↓↓↓

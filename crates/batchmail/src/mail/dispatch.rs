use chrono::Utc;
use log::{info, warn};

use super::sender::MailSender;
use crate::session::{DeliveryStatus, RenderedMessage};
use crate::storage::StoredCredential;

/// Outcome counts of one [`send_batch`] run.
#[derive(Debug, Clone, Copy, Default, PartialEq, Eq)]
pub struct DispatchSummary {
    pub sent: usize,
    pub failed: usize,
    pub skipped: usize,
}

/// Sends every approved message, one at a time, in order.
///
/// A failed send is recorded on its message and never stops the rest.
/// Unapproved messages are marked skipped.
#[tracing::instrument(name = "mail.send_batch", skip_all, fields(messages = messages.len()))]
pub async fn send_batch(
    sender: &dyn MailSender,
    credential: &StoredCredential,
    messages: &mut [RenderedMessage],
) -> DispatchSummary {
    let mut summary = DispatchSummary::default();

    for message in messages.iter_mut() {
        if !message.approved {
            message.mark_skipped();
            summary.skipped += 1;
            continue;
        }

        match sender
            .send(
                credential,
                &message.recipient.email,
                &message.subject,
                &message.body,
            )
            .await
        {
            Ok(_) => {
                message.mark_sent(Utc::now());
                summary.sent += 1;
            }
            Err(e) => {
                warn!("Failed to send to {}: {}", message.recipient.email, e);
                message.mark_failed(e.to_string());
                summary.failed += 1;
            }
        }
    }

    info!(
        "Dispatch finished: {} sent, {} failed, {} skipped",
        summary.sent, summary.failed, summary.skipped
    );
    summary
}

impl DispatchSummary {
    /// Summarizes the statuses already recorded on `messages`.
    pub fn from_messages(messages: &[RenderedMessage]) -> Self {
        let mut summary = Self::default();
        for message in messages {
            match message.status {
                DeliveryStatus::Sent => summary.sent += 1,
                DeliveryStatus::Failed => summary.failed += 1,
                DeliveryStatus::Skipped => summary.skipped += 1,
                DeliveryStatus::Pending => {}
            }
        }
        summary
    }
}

↑↑↑

The records above must be printed again in full, exactly as written.

Answer:
filename crates/batchmail/src/mail/dispatch.rs
use chrono::Utc;
use log::{info, warn};

use super::sender::MailSender;
use crate::session::{DeliveryStatus, RenderedMessage};
use crate::storage::StoredCredential;

/// Outcome counts of one [`send_batch`] run.
#[derive(Debug, Clone, Copy, Default, PartialEq, Eq)]
pub struct DispatchSummary {
    pub sent: usize,
    pub failed: usize,
    pub skipped: usize,
}

/// Sends every approved message, one at a time, in order.
///
/// A failed send is recorded on its message and never stops the rest.
/// Unapproved messages are marked skipped.
#[tracing::instrument(name = "mail.send_batch", skip_all, fields(messages = messages.len()))]
pub async fn send_batch(
    sender: &dyn MailSender,
    credential: &StoredCredential,
    messages: &mut [RenderedMessage],
) -> DispatchSummary {
    let mut summary = DispatchSummary::default();

    for message in messages.iter_mut() {
        if !message.approved {
            message.mark_skipped();
            summary.skipped += 1;
            continue;
        }

        match sender
            .send(
                credential,
                &message.recipient.email,
                &message.subject,
                &message.body,
            )
            .await
        {
            Ok(_) => {
                message.mark_sent(Utc::now());
                summary.sent += 1;
            }
            Err(e) => {
                warn!("Failed to send to {}: {}", message.recipient.email, e);
                message.mark_failed(e.to_string());
                summary.failed += 1;
            }
        }
    }

    info!(
        "Dispatch finished: {} sent, {} failed, {} skipped",
        summary.sent, summary.failed, summary.skipped
    );
    summary
}

impl DispatchSummary {
    /// Summarizes the statuses already recorded on `messages`.
    pub fn from_messages(messages: &[RenderedMessage]) -> Self {
        let mut summary = Self::default();
        for message in messages {
            match message.status {
                DeliveryStatus::Sent => summary.sent += 1,
                DeliveryStatus::Failed => summary.failed += 1,
                DeliveryStatus::Skipped => summary.skipped += 1,
                DeliveryStatus::Pending => {}
            }
        }
        summary
    }
}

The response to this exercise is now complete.